Despite a large security presence, red-faced Bavarian authorities this week admitted that eight buses used by federal police for the summit were destroyed in an arson attack. .
State Interior Minister Joachim Hermann blamed “leftist extremists” for trying to disrupt the event.
A train crash earlier this month on the route to Garmisch that killed five people also worried local officials. Bavarian police say they have opened an investigation into suspected negligent homicide against three railway employees due to a derailment.
Ms. Merkel said she chose Elmau Castle in part because of the way the site’s owners have come to grips with its Nazi history.
The Protestant philosopher and theologian Johannes Mueller built the castle during World War I, and when Adolf Hitler came to power in 1933, Mueller pledged allegiance to the new Fuehrer even though he never joined the party. National Socialist.
But he publicly criticized the frenzied anti-Semitism of Nazi Germany as a “disgrace to Germany”, according to the hotel’s website, which, according to the hotel’s website, led to close scrutiny. by the Gestapo.
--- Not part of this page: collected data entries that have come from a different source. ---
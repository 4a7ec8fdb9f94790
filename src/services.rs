use async_trait::async_trait;
use sqlx::PgPool;
use tokio::sync::mpsc;

use crate::models::{projects::InvestmentRejection, wallets::WalletRejection};
use crate::repositories::is_unique_violation;
use crate::settings::Settings;

pub mod earnings;
pub mod http;
pub mod investments;
pub mod notifications;
pub mod projects;
pub mod rewards;
pub mod users;
pub mod wallets;

const CHANNEL_CAPACITY: usize = 512;

#[derive(Debug, thiserror::Error)]
pub enum ServiceError {
    #[error("Not found: {0}")]
    NotFound(String),
    #[error("Validation error: {0}")]
    Validation(String),
    #[error("Insufficient funds: {0}")]
    InsufficientFunds(String),
    #[error("Conflict: {0}")]
    Conflict(String),
    #[error("Unauthorized")]
    Unauthorized,
    #[error("Database error: {0}")]
    Database(String),
    #[error("Communication error: {0} - {1}")]
    Communication(String, String),
}

impl From<InvestmentRejection> for ServiceError {
    fn from(rejection: InvestmentRejection) -> Self {
        match rejection {
            InvestmentRejection::InsufficientFunds { .. } => {
                ServiceError::InsufficientFunds(rejection.to_string())
            }
            _ => ServiceError::Validation(rejection.to_string()),
        }
    }
}

impl From<WalletRejection> for ServiceError {
    fn from(rejection: WalletRejection) -> Self {
        match rejection {
            WalletRejection::WalletNotFound(_) | WalletRejection::TransactionNotFound(_) => {
                ServiceError::NotFound(rejection.to_string())
            }
            WalletRejection::InsufficientFunds { .. } => {
                ServiceError::InsufficientFunds(rejection.to_string())
            }
            WalletRejection::AlreadyReviewed(_) => ServiceError::Conflict(rejection.to_string()),
            WalletRejection::NotReviewable(_) => ServiceError::Validation(rejection.to_string()),
        }
    }
}

/// Maps a repository failure, keeping business rejections raised under row locks.
pub fn repository_error(error: anyhow::Error) -> ServiceError {
    if let Some(rejection) = error.downcast_ref::<InvestmentRejection>() {
        return rejection.clone().into();
    }
    if let Some(rejection) = error.downcast_ref::<WalletRejection>() {
        return rejection.clone().into();
    }
    if is_unique_violation(&error) {
        return ServiceError::Conflict("Record already exists".to_string());
    }

    log::error!("Repository error: {:#}", error);
    ServiceError::Database(error.to_string())
}

#[async_trait]
pub trait RequestHandler<T>: Send + Sync + 'static
where
    T: Send + 'static,
{
    async fn handle_request(&self, request: T);
}

#[async_trait]
pub trait Service<T, H>: Send + Sync + 'static
where
    T: Send + 'static,
    H: RequestHandler<T> + Clone + Send,
{
    async fn run(&mut self, handler: H, receiver: &mut mpsc::Receiver<T>) {
        while let Some(request) = receiver.recv().await {
            let handler = handler.clone();

            tokio::spawn(async move {
                handler.handle_request(request).await;
            });
        }
    }
}

pub async fn start_services(pool: PgPool, settings: Settings) -> Result<(), anyhow::Error> {
    let (user_tx, mut user_rx) = mpsc::channel(CHANNEL_CAPACITY);
    let (project_tx, mut project_rx) = mpsc::channel(CHANNEL_CAPACITY);
    let (investment_tx, mut investment_rx) = mpsc::channel(CHANNEL_CAPACITY);
    let (earnings_tx, mut earnings_rx) = mpsc::channel(CHANNEL_CAPACITY);
    let (wallet_tx, mut wallet_rx) = mpsc::channel(CHANNEL_CAPACITY);
    let (reward_tx, mut reward_rx) = mpsc::channel(CHANNEL_CAPACITY);
    let (notification_tx, mut notification_rx) = mpsc::channel(CHANNEL_CAPACITY);

    let mut user_service = users::UserService::new();
    let mut project_service = projects::ProjectService::new();
    let mut investment_service = investments::InvestmentService::new();
    let mut earnings_service = earnings::EarningsService::new();
    let mut wallet_service = wallets::WalletService::new();
    let mut reward_service = rewards::RewardService::new();
    let mut notification_service = notifications::NotificationService::new();

    log::info!("Starting user service.");
    let handler = users::UserRequestHandler::new(pool.clone());
    tokio::spawn(async move {
        user_service.run(handler, &mut user_rx).await;
    });

    log::info!("Starting project service.");
    let handler = projects::ProjectRequestHandler::new(
        pool.clone(),
        settings.investments.default_earnings_cap_bps,
    );
    tokio::spawn(async move {
        project_service.run(handler, &mut project_rx).await;
    });

    log::info!("Starting investment service.");
    let handler =
        investments::InvestmentRequestHandler::new(pool.clone(), settings.referrals.clone());
    tokio::spawn(async move {
        investment_service.run(handler, &mut investment_rx).await;
    });

    log::info!("Starting earnings service.");
    let handler = earnings::EarningsRequestHandler::new(pool.clone());
    tokio::spawn(async move {
        earnings_service.run(handler, &mut earnings_rx).await;
    });

    log::info!("Starting wallet service.");
    let handler = wallets::WalletRequestHandler::new(pool.clone(), settings.withdrawals.clone());
    tokio::spawn(async move {
        wallet_service.run(handler, &mut wallet_rx).await;
    });

    log::info!("Starting reward service.");
    let handler =
        rewards::RewardRequestHandler::new(pool.clone(), settings.rewards.schedule.clone());
    tokio::spawn(async move {
        reward_service.run(handler, &mut reward_rx).await;
    });

    log::info!("Starting notification service.");
    let handler = notifications::NotificationRequestHandler::new(pool);
    tokio::spawn(async move {
        notification_service.run(handler, &mut notification_rx).await;
    });

    let channels = http::Channels {
        users: user_tx,
        projects: project_tx,
        investments: investment_tx,
        earnings: earnings_tx,
        wallets: wallet_tx,
        rewards: reward_tx,
        notifications: notification_tx,
    };

    log::info!("Starting HTTP server.");
    http::start_http_server(
        &settings.server.listen,
        channels,
        &settings.server.cron_secret,
        &settings.server.admin_secret,
    )
    .await
}

#[cfg(test)]
mod tests {
    use super::*;
    use std::sync::{
        atomic::{AtomicUsize, Ordering},
        Arc,
    };
    use tokio::sync::oneshot;

    struct Ping {
        response: oneshot::Sender<usize>,
    }

    #[derive(Clone)]
    struct CountingHandler {
        seen: Arc<AtomicUsize>,
    }

    #[async_trait]
    impl RequestHandler<Ping> for CountingHandler {
        async fn handle_request(&self, request: Ping) {
            let count = self.seen.fetch_add(1, Ordering::SeqCst) + 1;
            let _ = request.response.send(count);
        }
    }

    struct PingService;

    #[async_trait]
    impl Service<Ping, CountingHandler> for PingService {}

    #[tokio::test]
    async fn service_loop_answers_every_request() {
        let (tx, mut rx) = mpsc::channel(8);
        let seen = Arc::new(AtomicUsize::new(0));
        let handler = CountingHandler { seen: seen.clone() };

        tokio::spawn(async move {
            let mut service = PingService;
            service.run(handler, &mut rx).await;
        });

        let mut replies = Vec::new();
        for _ in 0..3 {
            let (response, reply) = oneshot::channel();
            tx.send(Ping { response }).await.expect("send");
            replies.push(reply);
        }
        for reply in replies {
            assert!(reply.await.expect("reply") >= 1);
        }
        assert_eq!(seen.load(Ordering::SeqCst), 3);
    }

    #[test]
    fn rejections_keep_their_meaning() {
        let err = repository_error(anyhow::Error::new(InvestmentRejection::InsufficientFunds {
            available: 10,
        }));
        assert!(matches!(err, ServiceError::InsufficientFunds(_)));

        let err = repository_error(anyhow::Error::new(InvestmentRejection::ExceedsGoal {
            remaining: 0,
        }));
        assert!(matches!(err, ServiceError::Validation(_)));

        let err = repository_error(anyhow::Error::new(WalletRejection::AlreadyReviewed(
            "completed".to_string(),
        )));
        assert!(matches!(err, ServiceError::Conflict(_)));

        let err = repository_error(anyhow::anyhow!("connection reset"));
        assert!(matches!(err, ServiceError::Database(_)));
    }
}
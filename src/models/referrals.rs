use serde::{Deserialize, Serialize};

use super::apply_bps;

pub const MAX_REFERRAL_LEVEL: i32 = 3;

#[derive(Clone, Debug, Deserialize, Serialize, sqlx::FromRow)]
pub struct Referral {
    pub id: String,
    pub referrer_id: String,
    pub referred_id: String,
    pub level: i32,
    pub created_at: chrono::NaiveDateTime,
}

/// A user brought in by someone else, as seen from the referrer.
#[derive(Clone, Debug, Serialize, sqlx::FromRow)]
pub struct ReferredUser {
    pub user_id: String,
    pub full_name: String,
    pub level: i32,
    pub created_at: chrono::NaiveDateTime,
}

#[derive(Clone, Debug, Serialize)]
pub struct ReferralSummary {
    pub referral_code: String,
    pub referrals: Vec<ReferredUser>,
    pub total_commissions: i64,
}

/// Commission rates per referral level, in basis points of the invested amount.
#[derive(Clone, Debug, Deserialize, Serialize, PartialEq, Eq)]
#[serde(default)]
pub struct ReferralRates {
    pub level_1_bps: i64,
    pub level_2_bps: i64,
    pub level_3_bps: i64,
}

impl Default for ReferralRates {
    fn default() -> Self {
        ReferralRates {
            level_1_bps: 1_000,
            level_2_bps: 500,
            level_3_bps: 200,
        }
    }
}

impl ReferralRates {
    pub fn rate_for(&self, level: i32) -> i64 {
        match level {
            1 => self.level_1_bps,
            2 => self.level_2_bps,
            3 => self.level_3_bps,
            _ => 0,
        }
    }

    pub fn commission(&self, level: i32, amount: i64) -> i64 {
        apply_bps(amount, self.rate_for(level))
    }

    pub fn as_slice(&self) -> [i64; 3] {
        [self.level_1_bps, self.level_2_bps, self.level_3_bps]
    }
}

/// Builds the `(referrer_id, level)` rows for a newly registered user.
///
/// `ancestors` are the referral rows in which the direct referrer is the
/// referred party; each of them moves one level further away from the new user.
pub fn referral_chain(direct_referrer_id: &str, ancestors: &[Referral]) -> Vec<(String, i32)> {
    let mut chain = vec![(direct_referrer_id.to_string(), 1)];

    let mut upstream: Vec<&Referral> = ancestors
        .iter()
        .filter(|r| r.referred_id == direct_referrer_id && r.level < MAX_REFERRAL_LEVEL)
        .collect();
    upstream.sort_by_key(|r| r.level);

    for referral in upstream {
        if chain.iter().any(|(id, _)| id == &referral.referrer_id) {
            continue;
        }
        chain.push((referral.referrer_id.clone(), referral.level + 1));
    }

    chain
}

#[cfg(test)]
mod tests {
    use super::*;

    fn referral(referrer: &str, referred: &str, level: i32) -> Referral {
        Referral {
            id: format!("{referrer}-{referred}"),
            referrer_id: referrer.to_string(),
            referred_id: referred.to_string(),
            level,
            created_at: chrono::Utc::now().naive_utc(),
        }
    }

    #[test]
    fn default_rates_decrease_by_level() {
        let rates = ReferralRates::default();
        assert_eq!(rates.commission(1, 100_000), 10_000);
        assert_eq!(rates.commission(2, 100_000), 5_000);
        assert_eq!(rates.commission(3, 100_000), 2_000);
        assert_eq!(rates.commission(4, 100_000), 0);
        assert_eq!(rates.commission(0, 100_000), 0);
    }

    #[test]
    fn chain_without_ancestors_is_direct_only() {
        assert_eq!(referral_chain("b", &[]), vec![("b".to_string(), 1)]);
    }

    #[test]
    fn chain_stops_at_third_level() {
        // a -> b -> c -> d, and e registers with d's code.
        let ancestors = vec![
            referral("c", "d", 1),
            referral("b", "d", 2),
            referral("a", "d", 3),
        ];
        assert_eq!(
            referral_chain("d", &ancestors),
            vec![
                ("d".to_string(), 1),
                ("c".to_string(), 2),
                ("b".to_string(), 3)
            ]
        );
    }

    #[test]
    fn chain_ignores_unrelated_rows() {
        let ancestors = vec![referral("x", "y", 1), referral("c", "d", 1)];
        assert_eq!(
            referral_chain("d", &ancestors),
            vec![("d".to_string(), 1), ("c".to_string(), 2)]
        );
    }
}
use async_trait::async_trait;
use sqlx::PgPool;
use tokio::sync::oneshot;

use super::{repository_error, RequestHandler, Service, ServiceError};
use crate::{
    models::{
        referrals::ReferralSummary,
        transactions::TransactionKind,
        users::{self, NewUser},
    },
    repositories::{
        referrals::ReferralRepository, transactions::TransactionRepository,
        users::UserRepository,
    },
};

pub enum UserRequest {
    CreateUser {
        user: NewUser,
        response: oneshot::Sender<Result<users::User, ServiceError>>,
    },
    GetUser {
        id: String,
        response: oneshot::Sender<Result<users::User, ServiceError>>,
    },
    GetReferrals {
        id: String,
        response: oneshot::Sender<Result<ReferralSummary, ServiceError>>,
    },
}

#[derive(Clone)]
pub struct UserRequestHandler {
    repository: UserRepository,
    referrals: ReferralRepository,
    transactions: TransactionRepository,
}

impl UserRequestHandler {
    pub fn new(sql_conn: PgPool) -> Self {
        UserRequestHandler {
            repository: UserRepository::new(sql_conn.clone()),
            referrals: ReferralRepository::new(sql_conn.clone()),
            transactions: TransactionRepository::new(sql_conn),
        }
    }

    async fn create_user(&self, new_user: NewUser) -> Result<users::User, ServiceError> {
        new_user.validate().map_err(ServiceError::Validation)?;
        let email = new_user.normalized_email();

        let existing = self
            .repository
            .get_user_by_email(&email)
            .await
            .map_err(repository_error)?;
        if existing.is_some() {
            return Err(ServiceError::Conflict(format!(
                "Email {} is already registered",
                email
            )));
        }

        let referrer = match new_user.normalized_referral_code() {
            Some(code) => {
                let referrer = self
                    .repository
                    .get_user_by_referral_code(&code)
                    .await
                    .map_err(repository_error)?;
                match referrer {
                    Some(referrer) => Some(referrer),
                    None => {
                        return Err(ServiceError::Validation(format!(
                            "Unknown referral code: {}",
                            code
                        )))
                    }
                }
            }
            None => None,
        };

        let user = self
            .repository
            .insert_user(&email, &new_user.full_name, referrer.as_ref())
            .await
            .map_err(repository_error)?;

        log::info!(
            "Registered user {} (referred by {:?}).",
            user.id,
            user.referred_by
        );
        Ok(user)
    }

    async fn get_user(&self, id: &str) -> Result<users::User, ServiceError> {
        self.repository
            .get_user_by_id(id)
            .await
            .map_err(repository_error)?
            .ok_or_else(|| ServiceError::NotFound(format!("User {}", id)))
    }

    async fn get_referrals(&self, id: &str) -> Result<ReferralSummary, ServiceError> {
        let user = self.get_user(id).await?;

        let referrals = self
            .referrals
            .list_referred(&user.id)
            .await
            .map_err(repository_error)?;
        let total_commissions = self
            .transactions
            .sum_completed(&user.id, TransactionKind::ReferralCommission.as_str())
            .await
            .map_err(repository_error)?;

        Ok(ReferralSummary {
            referral_code: user.referral_code,
            referrals,
            total_commissions,
        })
    }
}

#[async_trait]
impl RequestHandler<UserRequest> for UserRequestHandler {
    async fn handle_request(&self, request: UserRequest) {
        match request {
            UserRequest::CreateUser { user, response } => {
                let user = self.create_user(user).await;
                let _ = response.send(user);
            }
            UserRequest::GetUser { id, response } => {
                let user = self.get_user(&id).await;
                let _ = response.send(user);
            }
            UserRequest::GetReferrals { id, response } => {
                let summary = self.get_referrals(&id).await;
                let _ = response.send(summary);
            }
        }
    }
}

pub struct UserService;

impl UserService {
    pub fn new() -> Self {
        UserService {}
    }
}

#[async_trait]
impl Service<UserRequest, UserRequestHandler> for UserService {}
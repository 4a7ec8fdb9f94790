use axum::{
    extract::rejection::{JsonRejection, QueryRejection},
    http::{header, HeaderMap, StatusCode},
    response::{IntoResponse, Response},
    routing::{get, post},
    Json, Router,
};
use serde_json::json;
use sha2::{Digest, Sha256};
use tokio::sync::{mpsc, oneshot};
use tower_http::trace::TraceLayer;

use super::{
    earnings::EarningsRequest, investments::InvestmentRequest,
    notifications::NotificationRequest, projects::ProjectRequest, rewards::RewardRequest,
    users::UserRequest, wallets::WalletRequest, ServiceError,
};

mod earnings;
mod investments;
mod notifications;
mod projects;
mod rewards;
mod users;
mod wallets;

#[derive(Clone)]
pub struct Channels {
    pub users: mpsc::Sender<UserRequest>,
    pub projects: mpsc::Sender<ProjectRequest>,
    pub investments: mpsc::Sender<InvestmentRequest>,
    pub earnings: mpsc::Sender<EarningsRequest>,
    pub wallets: mpsc::Sender<WalletRequest>,
    pub rewards: mpsc::Sender<RewardRequest>,
    pub notifications: mpsc::Sender<NotificationRequest>,
}

#[derive(Clone)]
pub struct AppState {
    channels: Channels,
    cron_secret: [u8; 32],
    admin_secret: [u8; 32],
}

impl AppState {
    pub fn new(channels: Channels, cron_secret: &str, admin_secret: &str) -> Self {
        AppState {
            channels,
            cron_secret: digest(cron_secret),
            admin_secret: digest(admin_secret),
        }
    }

    fn authorize_cron(&self, headers: &HeaderMap) -> Result<(), ServiceError> {
        authorize(headers, &self.cron_secret)
    }

    fn authorize_admin(&self, headers: &HeaderMap) -> Result<(), ServiceError> {
        authorize(headers, &self.admin_secret)
    }
}

fn digest(secret: &str) -> [u8; 32] {
    let mut out = [0u8; 32];
    out.copy_from_slice(&Sha256::digest(secret.as_bytes()));
    out
}

fn authorize(headers: &HeaderMap, expected: &[u8; 32]) -> Result<(), ServiceError> {
    let token = headers
        .get(header::AUTHORIZATION)
        .and_then(|value| value.to_str().ok())
        .and_then(|value| value.strip_prefix("Bearer "))
        .ok_or(ServiceError::Unauthorized)?;

    if digest(token.trim()) == *expected {
        Ok(())
    } else {
        Err(ServiceError::Unauthorized)
    }
}

/// Sends a request to a service loop and waits for its reply.
async fn request<R, T>(
    channel: &mpsc::Sender<R>,
    service: &str,
    build: impl FnOnce(oneshot::Sender<Result<T, ServiceError>>) -> R,
) -> Result<T, ServiceError> {
    let (response_tx, response_rx) = oneshot::channel();

    channel
        .send(build(response_tx))
        .await
        .map_err(|e| ServiceError::Communication(service.to_string(), e.to_string()))?;

    response_rx
        .await
        .map_err(|e| ServiceError::Communication(service.to_string(), e.to_string()))?
}

impl From<JsonRejection> for ServiceError {
    fn from(rejection: JsonRejection) -> Self {
        ServiceError::Validation(format!("Invalid request body: {}", rejection.body_text()))
    }
}

impl From<QueryRejection> for ServiceError {
    fn from(rejection: QueryRejection) -> Self {
        ServiceError::Validation(format!("Invalid query string: {}", rejection.body_text()))
    }
}

impl IntoResponse for ServiceError {
    fn into_response(self) -> Response {
        let (status, kind) = match &self {
            ServiceError::NotFound(_) => (StatusCode::NOT_FOUND, "not_found"),
            ServiceError::Validation(_) => (StatusCode::BAD_REQUEST, "validation"),
            ServiceError::InsufficientFunds(_) => {
                (StatusCode::UNPROCESSABLE_ENTITY, "insufficient_funds")
            }
            ServiceError::Conflict(_) => (StatusCode::CONFLICT, "conflict"),
            ServiceError::Unauthorized => (StatusCode::UNAUTHORIZED, "unauthorized"),
            ServiceError::Database(_) => (StatusCode::INTERNAL_SERVER_ERROR, "database"),
            ServiceError::Communication(_, _) => {
                (StatusCode::SERVICE_UNAVAILABLE, "service_unavailable")
            }
        };

        let details = if status.is_server_error() {
            log::error!("Request failed: {}", self);
            "Internal server error.".to_string()
        } else {
            self.to_string()
        };

        (status, Json(json!({"error": kind, "details": details}))).into_response()
    }
}

pub fn router(state: AppState) -> Router {
    Router::new()
        .route("/health", get(|| async { "OK" }))
        .route("/users", post(users::register))
        .route("/users/{id}", get(users::get_user))
        .route("/users/{id}/referrals", get(users::get_referrals))
        .route("/users/{id}/investments", get(investments::list_investments))
        .route("/users/{id}/wallet", get(wallets::get_wallet))
        .route("/users/{id}/transactions", get(wallets::list_transactions))
        .route(
            "/users/{id}/daily-reward",
            get(rewards::reward_status).post(rewards::claim_reward),
        )
        .route(
            "/users/{id}/notifications",
            get(notifications::list_notifications),
        )
        .route(
            "/users/{id}/notifications/read-all",
            post(notifications::mark_all_read),
        )
        .route(
            "/users/{id}/notifications/{notification_id}/read",
            post(notifications::mark_read),
        )
        .route("/projects", get(projects::list_projects))
        .route("/projects/{id}", get(projects::get_project))
        .route("/admin/projects", post(projects::create_project))
        .route("/admin/projects/{id}/close", post(projects::close_project))
        .route(
            "/admin/transactions/{id}/review",
            post(wallets::review_transaction),
        )
        .route("/investments", post(investments::invest))
        .route("/investments/{id}", get(investments::get_investment))
        .route("/deposits", post(wallets::deposit))
        .route("/withdrawals", post(wallets::withdraw))
        .route(
            "/cron/calculate-earnings",
            post(earnings::calculate_earnings),
        )
        .with_state(state)
        .layer(TraceLayer::new_for_http())
}
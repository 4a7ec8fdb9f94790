use serde::{Deserialize, Serialize};

use super::BPS_DENOMINATOR;

#[derive(Clone, Copy, Debug, PartialEq, Eq)]
pub enum ProjectStatus {
    Active,
    Funded,
    Closed,
}

impl ProjectStatus {
    pub fn as_str(&self) -> &'static str {
        match self {
            ProjectStatus::Active => "active",
            ProjectStatus::Funded => "funded",
            ProjectStatus::Closed => "closed",
        }
    }

    pub fn parse(status: &str) -> Option<Self> {
        match status {
            "active" => Some(ProjectStatus::Active),
            "funded" => Some(ProjectStatus::Funded),
            "closed" => Some(ProjectStatus::Closed),
            _ => None,
        }
    }
}

#[derive(Clone, Debug, Deserialize, Serialize, sqlx::FromRow)]
pub struct Project {
    pub id: String,
    pub name: String,
    pub description: String,
    pub goal_amount: i64,
    pub funded_amount: i64,
    pub min_investment: i64,
    pub daily_roi_bps: i64,
    pub earnings_cap_bps: i64,
    pub compounding: bool,
    pub status: String,
    pub created_at: chrono::NaiveDateTime,
    pub updated_at: chrono::NaiveDateTime,
}

#[derive(Debug, Clone, PartialEq, Eq, thiserror::Error)]
pub enum InvestmentRejection {
    #[error("Investment amount must be positive")]
    NonPositiveAmount,
    #[error("Project is not open for investment (status: {0})")]
    ProjectNotActive(String),
    #[error("Minimum investment for this project is {minimum} cents")]
    BelowMinimum { minimum: i64 },
    #[error("Investment exceeds the remaining funding room of {remaining} cents")]
    ExceedsGoal { remaining: i64 },
    #[error("Insufficient balance: {available} cents available")]
    InsufficientFunds { available: i64 },
}

impl Project {
    pub fn remaining(&self) -> i64 {
        (self.goal_amount - self.funded_amount).max(0)
    }

    pub fn is_active(&self) -> bool {
        self.status == ProjectStatus::Active.as_str()
    }

    pub fn check_investment(&self, amount: i64) -> Result<(), InvestmentRejection> {
        if amount <= 0 {
            return Err(InvestmentRejection::NonPositiveAmount);
        }
        if !self.is_active() {
            return Err(InvestmentRejection::ProjectNotActive(self.status.clone()));
        }
        if amount < self.min_investment {
            return Err(InvestmentRejection::BelowMinimum {
                minimum: self.min_investment,
            });
        }
        if amount > self.remaining() {
            return Err(InvestmentRejection::ExceedsGoal {
                remaining: self.remaining(),
            });
        }

        Ok(())
    }

    /// Funded amount and status once `amount` has been credited.
    pub fn after_funding(&self, amount: i64) -> (i64, ProjectStatus) {
        let funded = self.funded_amount + amount;
        let status = if funded >= self.goal_amount {
            ProjectStatus::Funded
        } else {
            ProjectStatus::Active
        };

        (funded, status)
    }
}

#[derive(Clone, Debug, Deserialize)]
pub struct NewProject {
    pub name: String,
    #[serde(default)]
    pub description: String,
    pub goal_amount: i64,
    pub min_investment: i64,
    pub daily_roi_bps: i64,
    pub earnings_cap_bps: Option<i64>,
    #[serde(default)]
    pub compounding: bool,
}

impl NewProject {
    pub fn validate(&self) -> Result<(), String> {
        if self.name.trim().is_empty() {
            return Err("Project name must not be empty".to_string());
        }
        if self.goal_amount <= 0 {
            return Err("Goal amount must be positive".to_string());
        }
        if self.min_investment <= 0 || self.min_investment > self.goal_amount {
            return Err("Minimum investment must be positive and not exceed the goal".to_string());
        }
        if !(1..=BPS_DENOMINATOR).contains(&self.daily_roi_bps) {
            return Err(format!(
                "Daily ROI must be between 1 and {} bps",
                BPS_DENOMINATOR
            ));
        }
        if matches!(self.earnings_cap_bps, Some(cap) if cap <= 0) {
            return Err("Earnings cap must be positive".to_string());
        }

        Ok(())
    }
}

#[derive(Clone, Debug, Default, Deserialize)]
pub struct ProjectFilter {
    pub status: Option<String>,
}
After World War II began, he prevented his beloved hotel from being occupied by Nazi troops for private use by renting it to the German army as a retreat for soldiers on the front lines. .
Mueller faced prosecution after the war for “glorifying Hitler both verbally and in writing,” as well as a conviction and loss of ownership of the hotel.
Elmau Castle was once a US military hospital and later a shelter for displaced people and Holocaust survivors in the years immediately following the war.
It said it now regularly hosts “events that contribute to German-Israeli and German-American understanding,” including lectures and debates.